München.

Es ist der größte Erfolg für die Freien Wähler (FW) im Freistaat – und vielleicht das Ticket für die Regierungsbank im bayerischen Landtag: Die „Freien“ etablieren sich als drittstärkste Kraft. Damit winkt einer Partei die Beteiligung an der Macht, die außerhalb von Süddeutschland kaum jemand kennt.

In Bayern und Baden-Württemberg regieren sie auf kommunaler Ebene mit, auch in Sachsen stellen sie Bürgermeister. Die Freien Wähler gelten als konservativ und pragmatisch. Weil sie vor allem in Kommunen aktiv sind, hatten sie lange kein einheitliches Programm.

An der Spitze der „Freien“ im Freistaat steht ein Bilderbuch-Bayer: Hubert Aiwanger (47) ist das Gesicht der Partei. Sein Dialekt: so breit wie ein Alpenpanorama. Wenn er – ohne Redemanuskript – spricht, zieht er die Worte lang wie Kaugummi, im Niederbayerischen wird das „a“ zum „o“, das „ei“ zum „ai“. Das kommt an in Bierzelten und Fußgängerzonen. Von sich selbst sagt der Agraringenieur, er sei sozial, ökologisch und konservativ. Da ist dann eigentlich auch fast alles drin, was der politische Markt im Angebot hat. Die Freien Wähler fordern kostenlose Kitas und weniger befristete Arbeitsverträge – wie die SPD. Sie wollen mehr Tierschutz und keine dritte Startbahn am Flughafen München – wie die Grünen. Sie wollen den Familiennachzug für Flüchtlinge begrenzen und Rückkehrhilfen schaffen – wie die CSU. Dazu mehr Heimatkunde in den Schulen, mehr Förderung von Dialekten und Brauchtum. Solche Positionen könnten auch von Christsozialen stammen. Just mit dieser Nähe kokettieren die Freien Wähler. Die Botschaft dahinter lautet: Wir sind eigentlich wie die CSU, nur vernünftiger.

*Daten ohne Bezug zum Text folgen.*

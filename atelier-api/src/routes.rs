//! API route configuration.

use std::sync::Arc;

use axum::{
    routing::{get, post, put},
    Router,
};

use crate::handlers;
use crate::state::AppState;

/// Creates the API router with all routes configured.
pub fn create_router(state: Arc<AppState>) -> Router {
    Router::new()
        // Health check
        .route("/health", get(handlers::health_check))
        // Builder directory
        .route("/api/v1/builders", get(handlers::list_builders))
        .route("/api/v1/builders", post(handlers::add_builder))
        .route("/api/v1/builders/key", put(handlers::set_builder_key))
        .route("/api/v1/builders/:address", get(handlers::get_builder))
        // Join-request queue
        .route("/api/v1/requests", get(handlers::list_requests))
        .route("/api/v1/requests", post(handlers::request_join))
        .route("/api/v1/requests/:address/accept", post(handlers::accept_request))
        .route("/api/v1/requests/:address/decline", post(handlers::decline_request))
        // Registry counters
        .route("/api/v1/registry/stats", get(handlers::get_stats))
        .with_state(state)
}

Ohne die AfD im Landtag war es Aiwanger, über den sich die CSU am meisten aufregte. „Sie müssen die absolute Mehrheit verlieren, damit Bayern vernünftig regiert wird“, rief der FW-Spitzenmann der CSU noch bei der letzten parlamentssitzung vor der Wahl zu. Gestern demonstrierte er den Willen zum Mitregieren und kündigte „machbare Vorschläge“ für eine Beteiligung an der nächsten Landesregierung an. „Ich bin sicher, die CSU wird anbeißen“, sagte Aiwanger. Und: „Ich wär bereit. Wenn er (Söder) Ja sagt, dann pack mer’s.“ Aiwanger selbst scheiterte knapp an einem Direktmandat. Im Stimmkreis Landshut lag er lange vor dem CSU-Bewerber, hatte schließlich aber doch das Nachsehen. Am Ende fehlten ihm rund 2500 Stimmen.